Pharrell Williams says the controversy surrounding Blurred Lines made him realize some of his songs were "catered" to a sexist culture.
The singer says at first he didn't understand why some people saw the lyrics as "rapey".
But he later realized that "there are men who use the same language when taking advantage of a woman".
Blurred Lines was criticized by some who claimed the lyrics referred to non-consensual sex.
It was banned at several universities and an ad featuring songs and models from the video was also banned from daytime TV in 2013.
In an interview with GQ magazine, Pharrell, 46, said he was "born in a different era" and some things that were allowed at the time would "never fly today".
Giving examples he referenced adverts that "objectify women" and "song content".
"Some of my old songs, I would never write or sing today.
"I get embarrassed by some of that stuff. It just took a lot of time and growth to get to that place."
He said Blurred Lines was the turning point for him but he admitted that at first he "didn't get" why the song received such a backlash by some.
The song – which was a collaboration with Robin Thicke – includes lines such as "I hate these blurred lines, I know you want it" and "Must wanna get nasty".
The singer said he saw that some women really liked the song and would sing those type of lyrics all the time.
"So it's like 'What's rapey about that?'
"And then I realized that there are men who use the same language when taking advantage of a woman, and it doesn't matter that it's not my behavior. Or the way I think about things.

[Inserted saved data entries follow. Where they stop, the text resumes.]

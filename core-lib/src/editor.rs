// Copyright 2025 The Weft Authors.
//
// Licensed under the Apache License, Version 2.0 (the "License");
// you may not use this file except in compliance with the License.
// You may obtain a copy of the License at
//
//     http://www.apache.org/licenses/LICENSE-2.0
//
// Unless required by applicable law or agreed to in writing, software
// distributed under the License is distributed on an "AS IS" BASIS,
// WITHOUT WARRANTIES OR CONDITIONS OF ANY KIND, either express or implied.
// See the License for the specific language governing permissions and
// limitations under the License.

//! The edit façade: logical cursors driving char-addressed buffer edits.
//!
//! Cursors live in `(row, col)` logical coordinates with a sticky
//! `desired_col` for vertical motion. Every mutating operation snapshots
//! undo state first with a meta tag naming the kind of edit, translates
//! each cursor to a character offset, splices the rope through the
//! buffer, and re-derives the cursor position from the result.

use log::trace;

use crate::buffer::{count_chars, TextBuffer};
use crate::error::Result;
use crate::scan;

/// One logical cursor. `desired_col` survives vertical moves across
/// short lines; horizontal moves reset it.
#[derive(Clone, Copy, Debug, Default, PartialEq, Eq)]
pub struct Cursor {
    pub row: usize,
    pub col: usize,
    desired_col: usize,
}

impl Cursor {
    pub fn at(row: usize, col: usize) -> Cursor {
        Cursor { row, col, desired_col: col }
    }
}

/// An ordered multi-cursor editor over one buffer.
pub struct Editor {
    cursors: Vec<Cursor>,
}

impl Default for Editor {
    fn default() -> Editor {
        Editor::new()
    }
}

impl Editor {
    pub fn new() -> Editor {
        Editor { cursors: vec![Cursor::default()] }
    }

    pub fn cursors(&self) -> &[Cursor] {
        &self.cursors
    }

    pub fn set_cursor(&mut self, row: usize, col: usize) {
        self.cursors = vec![Cursor::at(row, col)];
    }

    /// Add a cursor, keeping the list ordered by position.
    pub fn add_cursor(&mut self, row: usize, col: usize) {
        self.cursors.push(Cursor::at(row, col));
        self.cursors.sort_by_key(|c| (c.row, c.col));
        self.cursors.dedup_by_key(|c| (c.row, c.col));
    }

    pub fn collapse_to_primary(&mut self) {
        self.cursors.truncate(1);
    }

    fn clamp_cursors(&mut self, buffer: &TextBuffer) {
        let last_row = buffer.line_count().saturating_sub(1);
        for cursor in &mut self.cursors {
            cursor.row = cursor.row.min(last_row);
            let width = buffer.line_width(cursor.row).unwrap_or(0);
            cursor.col = cursor.col.min(width);
        }
    }

    /// Cursor indexes in reverse document order, so earlier offsets stay
    /// valid while later ones are edited.
    fn reverse_order(&self) -> Vec<usize> {
        let mut order: Vec<usize> = (0..self.cursors.len()).collect();
        order.sort_by_key(|&i| std::cmp::Reverse((self.cursors[i].row, self.cursors[i].col)));
        order
    }

    /// Insert `text` at every cursor.
    pub fn insert_text(&mut self, buffer: &mut TextBuffer, text: &[u8]) -> Result<()> {
        if text.is_empty() {
            return Ok(());
        }
        buffer.store_undo("insert");
        let inserted_chars = count_chars(text);
        for i in self.reverse_order() {
            let cursor = self.cursors[i];
            let offset = buffer.line_col_to_char(cursor.row, cursor.col)?;
            buffer.insert_at_char(offset, text)?;
            let (row, col) = buffer.char_to_line_col(offset + inserted_chars)?;
            self.cursors[i] = Cursor::at(row, col);
        }
        trace!("insert_text: {} bytes at {} cursors", text.len(), self.cursors.len());
        Ok(())
    }

    /// Delete the character before each cursor; cursors at the start of a
    /// line join it to the previous one.
    pub fn backspace(&mut self, buffer: &mut TextBuffer) -> Result<()> {
        buffer.store_undo("backspace");
        for i in self.reverse_order() {
            let cursor = self.cursors[i];
            let offset = buffer.line_col_to_char(cursor.row, cursor.col)?;
            if offset == 0 {
                continue;
            }
            buffer.delete_char_range(offset - 1, offset)?;
            let (row, col) = buffer.char_to_line_col(offset - 1)?;
            self.cursors[i] = Cursor::at(row, col);
        }
        Ok(())
    }

    /// Delete the character after each cursor.
    pub fn delete_forward(&mut self, buffer: &mut TextBuffer) -> Result<()> {
        buffer.store_undo("delete");
        for i in self.reverse_order() {
            let cursor = self.cursors[i];
            let offset = buffer.line_col_to_char(cursor.row, cursor.col)?;
            if offset >= buffer.char_count() {
                continue;
            }
            buffer.delete_char_range(offset, offset + 1)?;
            let (row, col) = buffer.char_to_line_col(offset)?;
            self.cursors[i] = Cursor::at(row, col);
        }
        Ok(())
    }

    pub fn move_left(&mut self, buffer: &TextBuffer) -> Result<()> {
        for cursor in &mut self.cursors {
            let offset = buffer.line_col_to_char(cursor.row, cursor.col)?;
            if offset == 0 {
                continue;
            }
            let (row, col) = buffer.char_to_line_col(offset - 1)?;
            *cursor = Cursor::at(row, col);
        }
        Ok(())
    }

    pub fn move_right(&mut self, buffer: &TextBuffer) -> Result<()> {
        let total = buffer.char_count();
        for cursor in &mut self.cursors {
            let offset = buffer.line_col_to_char(cursor.row, cursor.col)?;
            if offset >= total {
                continue;
            }
            let (row, col) = buffer.char_to_line_col(offset + 1)?;
            *cursor = Cursor::at(row, col);
        }
        Ok(())
    }

    pub fn move_up(&mut self, buffer: &TextBuffer) -> Result<()> {
        for cursor in &mut self.cursors {
            if cursor.row == 0 {
                continue;
            }
            cursor.row -= 1;
            let width = buffer.line_width(cursor.row)?;
            cursor.col = cursor.desired_col.min(width);
        }
        Ok(())
    }

    pub fn move_down(&mut self, buffer: &TextBuffer) -> Result<()> {
        let last_row = buffer.line_count().saturating_sub(1);
        for cursor in &mut self.cursors {
            if cursor.row >= last_row {
                continue;
            }
            cursor.row += 1;
            let width = buffer.line_width(cursor.row)?;
            cursor.col = cursor.desired_col.min(width);
        }
        Ok(())
    }

    pub fn move_line_start(&mut self, _buffer: &TextBuffer) {
        for cursor in &mut self.cursors {
            *cursor = Cursor::at(cursor.row, 0);
        }
    }

    pub fn move_line_end(&mut self, buffer: &TextBuffer) -> Result<()> {
        for cursor in &mut self.cursors {
            let width = buffer.line_width(cursor.row)?;
            *cursor = Cursor::at(cursor.row, width);
        }
        Ok(())
    }

    /// Move to the start of the previous word on the line, or the line
    /// start, or the end of the previous line.
    pub fn move_word_left(&mut self, buffer: &TextBuffer) -> Result<()> {
        for cursor in &mut self.cursors {
            let char_in_line = line_char_at(buffer, cursor.row, cursor.col)?;
            if char_in_line == 0 {
                if cursor.row > 0 {
                    let row = cursor.row - 1;
                    let width = buffer.line_width(row)?;
                    *cursor = Cursor::at(row, width);
                }
                continue;
            }
            let boundaries = line_word_boundaries(buffer, cursor.row)?;
            let target = boundaries.into_iter().filter(|&b| b < char_in_line).max().unwrap_or(0);
            let col = line_col_of_char(buffer, cursor.row, target)?;
            *cursor = Cursor::at(cursor.row, col);
        }
        Ok(())
    }

    /// Move to the start of the next word, or the line end, or the start
    /// of the next line.
    pub fn move_word_right(&mut self, buffer: &TextBuffer) -> Result<()> {
        let last_row = buffer.line_count().saturating_sub(1);
        for cursor in &mut self.cursors {
            let line_len = buffer.line_char_len(cursor.row)?;
            let char_in_line = line_char_at(buffer, cursor.row, cursor.col)?;
            if char_in_line >= line_len {
                if cursor.row < last_row {
                    *cursor = Cursor::at(cursor.row + 1, 0);
                }
                continue;
            }
            let boundaries = line_word_boundaries(buffer, cursor.row)?;
            let target =
                boundaries.into_iter().find(|&b| b > char_in_line).unwrap_or(line_len);
            let col = line_col_of_char(buffer, cursor.row, target)?;
            *cursor = Cursor::at(cursor.row, col);
        }
        Ok(())
    }

    /// Undo the last edit, returning its meta tag.
    pub fn undo(&mut self, buffer: &mut TextBuffer) -> Option<String> {
        let meta = buffer.undo()?;
        self.clamp_cursors(buffer);
        Some(meta)
    }

    pub fn redo(&mut self, buffer: &mut TextBuffer) -> Option<String> {
        let meta = buffer.redo()?;
        self.clamp_cursors(buffer);
        Some(meta)
    }
}

/// Character offset within the line at a display column.
fn line_char_at(buffer: &TextBuffer, row: usize, col: usize) -> Result<usize> {
    let offset = buffer.line_col_to_char(row, col)?;
    Ok(offset - buffer.line_char_offset(row)?)
}

/// Display column of a character offset within the line.
fn line_col_of_char(buffer: &TextBuffer, row: usize, char_in_line: usize) -> Result<usize> {
    let offset = buffer.line_char_offset(row)? + char_in_line;
    let (_, col) = buffer.char_to_line_col(offset)?;
    Ok(col)
}

/// Word-start character offsets within the line (positions just after
/// each wrap point).
fn line_word_boundaries(buffer: &TextBuffer, row: usize) -> Result<Vec<usize>> {
    let start = buffer.line_char_offset(row)?;
    let len = buffer.line_char_len(row)?;
    let bytes = buffer.char_range_bytes(start, start + len)?;
    let mut breaks = Vec::new();
    scan::find_wrap_breaks(&bytes, buffer.config().width_method, &mut breaks);
    Ok(breaks.into_iter().map(|b| b.char_offset).filter(|&c| c < len).collect())
}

"It just matters how it affects women. And I was like, Got it. I get it. Cool."
He added: "I realized that we were living in a chauvinist culture in our country. I hadn't realized that. Didn't realize that some of my songs catered to that. So that blew my mind."
Blurred Lines has spent five weeks at number one on the UK charts and Pharrell has previously defended its lyrics.
In an interview with Pitchfork in 2014, he said: "When you look back at the whole song, the point is that she's a good girl, and even good girls want to do things, and that's where you have the blurred lines.
"She expresses it in dancing because she's a good girl. People who are agitated just want to be mad, and I accept their opinion."
Pharrell and Robin Thicke also had other issues over the song Blurred Lines.
They were told to pay $ 5m (£ 4m) in damages after Marvin Gaye's family claimed the copied song Gaye's 1977 hit Got to Give It Up.